*** Begin section ***

/// Largest file the Bot API accepts for upload (50 MiB)
pub const MAX_UPLOAD_BYTES: u64 = 50 * 1024 * 1024;

#[derive(Debug, Clone, Copy, PartialEq, Eq)]
pub enum SizeVerdict {
    Pass,
    Reject,
}

/// Accepts artifacts up to and including `limit_bytes`
#[derive(Debug, Clone, Copy, PartialEq, Eq)]
pub struct SizeGate {
    limit_bytes: u64,
}

impl SizeGate {
    pub fn new(limit_bytes: u64) -> Self {
        Self { limit_bytes }
    }

    pub fn limit_bytes(&self) -> u64 {
        self.limit_bytes
    }

    pub fn check(&self, size_bytes: u64) -> SizeVerdict {
        if size_bytes <= self.limit_bytes {
            SizeVerdict::Pass
        } else {
            SizeVerdict::Reject
        }
    }
}

impl Default for SizeGate {
    fn default() -> Self {
        Self::new(MAX_UPLOAD_BYTES)
    }
}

*** End section ***

What to produce: Give back the entire listing exactly as it was written.

Response for this exercise:
/// Largest file the Bot API accepts for upload (50 MiB)
pub const MAX_UPLOAD_BYTES: u64 = 50 * 1024 * 1024;

#[derive(Debug, Clone, Copy, PartialEq, Eq)]
pub enum SizeVerdict {
    Pass,
    Reject,
}

/// Accepts artifacts up to and including `limit_bytes`
#[derive(Debug, Clone, Copy, PartialEq, Eq)]
pub struct SizeGate {
    limit_bytes: u64,
}

impl SizeGate {
    pub fn new(limit_bytes: u64) -> Self {
        Self { limit_bytes }
    }

    pub fn limit_bytes(&self) -> u64 {
        self.limit_bytes
    }

    pub fn check(&self, size_bytes: u64) -> SizeVerdict {
        if size_bytes <= self.limit_bytes {
            SizeVerdict::Pass
        } else {
            SizeVerdict::Reject
        }
    }
}

impl Default for SizeGate {
    fn default() -> Self {
        Self::new(MAX_UPLOAD_BYTES)
    }
}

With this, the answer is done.